Pour rappel, il existait une autorité politique et morale à la tête de chacune des communautés qui vivaient au Fouta: Teine, Ardo, Satigui, Dialtabé, Diome, Farba Gawlo, Farba Bayilo, Diagaraf etc. Ils y avaient une liberté d'expression (plus que verbale) pour les (Thiolo, Nalanké, Almoudo Ngaye, Diéguérékéle etc...). Aujourd’hui encore, il y a dans le Fouta cet équilibre basé sur le respect mutuel.

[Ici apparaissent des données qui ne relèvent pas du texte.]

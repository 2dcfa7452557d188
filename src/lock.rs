use std::sync::{Mutex, MutexGuard};
use tracing::warn;

pub(crate) fn lock_or_recover<'a, T>(lock: &'a Mutex<T>, context: &str) -> MutexGuard<'a, T> {
    match lock.lock() {
        Ok(guard) => guard,
        Err(poisoned) => {
            warn!("mutex poisoned in {context}; recovering");
            poisoned.into_inner()
        }
    }
}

Le "Matioudo" (ce mot, par ignorance, est traduit en français "esclave") est : celui qui gère et cultive les terres du Roi et celles des grands propriétaires fonciers et la règle de répartition des récoltes s'appelle "Reme-petiéne" ce qui signifie: le propriétaire donne la semence, le cultivateur cultive et surveille le champ jusqu' à la récolte ensuite qu'il soit "Matioudo" ou pas il divise lui même la récolte en deux, il prend une part et amène l'autre part au propriétaire.

C’est aussi celui qui faisait office de garde ou de soldat de l'armée régulière en cas de nécessité. Quant au Diagaraf, il est l'autorité de communauté habilité à exécuter les affaires courantes de la cité. Il est également l’homme qui peut devenir le "bésse" (porte drapeau) qui, s'il tombe au combat (à la guerre), la capitulation devient automatique.

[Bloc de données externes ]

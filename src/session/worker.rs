//! The background capture loop.
//!
//! One iteration per audio frame: check for cancellation, block on the
//! device read, gate through the noise floor, feed the recognizer, and
//! publish results into the shared state. The loop exits on cancellation or
//! on the first device/engine failure; neither is retried here, the
//! foreground learns about it on its next poll.

use super::state::SharedState;
use crate::audio::SampleSource;
use crate::engine::RecognitionEngine;
use crate::lock_or_recover;
use crate::noise::NoiseFloor;
use std::sync::atomic::{AtomicBool, Ordering};
use std::sync::{Arc, Mutex};
use tracing::{debug, warn};

pub(crate) struct WorkerSettings {
    pub(crate) long_mute_frames: u32,
    pub(crate) force_endpoint_frames: u32,
    pub(crate) trace_partials: bool,
}

/// Body of the capture thread.
///
/// The engine, source, noise model, and frame buffer are owned here and
/// never visible to the foreground; the only shared data is `state`.
pub(crate) fn run_capture_loop(
    mut engine: Box<dyn RecognitionEngine>,
    mut source: Box<dyn SampleSource>,
    state: Arc<Mutex<SharedState>>,
    cancel: Arc<AtomicBool>,
    settings: WorkerSettings,
) {
    let mut frame = vec![0i16; engine.frame_length()];
    let mut noise = NoiseFloor::new();
    let mut quiet: u32 = 0;

    loop {
        // Cancellation is honored between frames, never mid-call.
        if cancel.load(Ordering::Relaxed) {
            debug!("capture loop cancelled");
            return;
        }

        if let Err(err) = source.read_frame(&mut frame) {
            warn!("capture loop stopping, device read failed: {err}");
            return;
        }

        quiet = quiet.saturating_add(1);
        if noise.observe(&frame) {
            quiet = 0;
        }
        // Skip the recognizer while the input is definitely silent; this
        // also lets the loop catch up if engine latency put it behind the
        // audio stream.
        if quiet >= settings.long_mute_frames {
            continue;
        }

        let output = match engine.process_frame(&frame) {
            Ok(output) => output,
            Err(err) => {
                warn!("capture loop stopping, engine failed: {err}");
                return;
            }
        };
        let mut fragment = output.fragment;
        let mut endpoint = output.endpoint;

        // Silence-duration fallback: the engine's own endpointing is backed
        // up so an utterance can never stay active through trailing silence.
        if quiet == settings.force_endpoint_frames {
            endpoint = true;
        }

        if endpoint {
            // Flush output is authoritative at an utterance boundary.
            fragment = match engine.flush() {
                Ok(text) => text,
                Err(err) => {
                    warn!("capture loop stopping, engine flush failed: {err}");
                    return;
                }
            };
        }

        if fragment.is_empty() && !endpoint {
            continue;
        }

        let mut shared = lock_or_recover(&state, "capture loop");
        if !fragment.is_empty() {
            shared.append(&fragment);
            if !endpoint && settings.trace_partials {
                debug!(partial = shared.partial.as_str(), "partial transcript");
            }
        }
        // An endpoint with nothing accumulated is not an utterance.
        if endpoint && shared.active {
            shared.finalize();
        }
    }
}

Selon le Doyen d’âge des « Cebbe », M. Abou Kouro Seck originaire du village de Dimatt, le titre de Diagaraf est vieux de plus de cinq cents ans (1501 précisément). Pour sûr, selon les historiens, les premiers titres remontent à la fondation du Royaume des Dényanké en 1500 par un guerrier Manding du nom de Kolli Tenguella.

La naissance de l’une des toutes premières Nations démocratiques au monde, avant même les Etats-Unis d’Amérique, est relatée dans un livre publié aux éditions Ngorjaan Farbaggel en France et intitulé Geyle, Naange wulaa gooto ; Konngol seede Fuuta e fuutankaagal.

Ce livre, entièrement rédigé en pulaar et retranscrit par Mamadou Abdoul Seck, retrace, entre autres, les multiples péripéties qui ont marqué la naissance du Royaume de Kolli Tenguella.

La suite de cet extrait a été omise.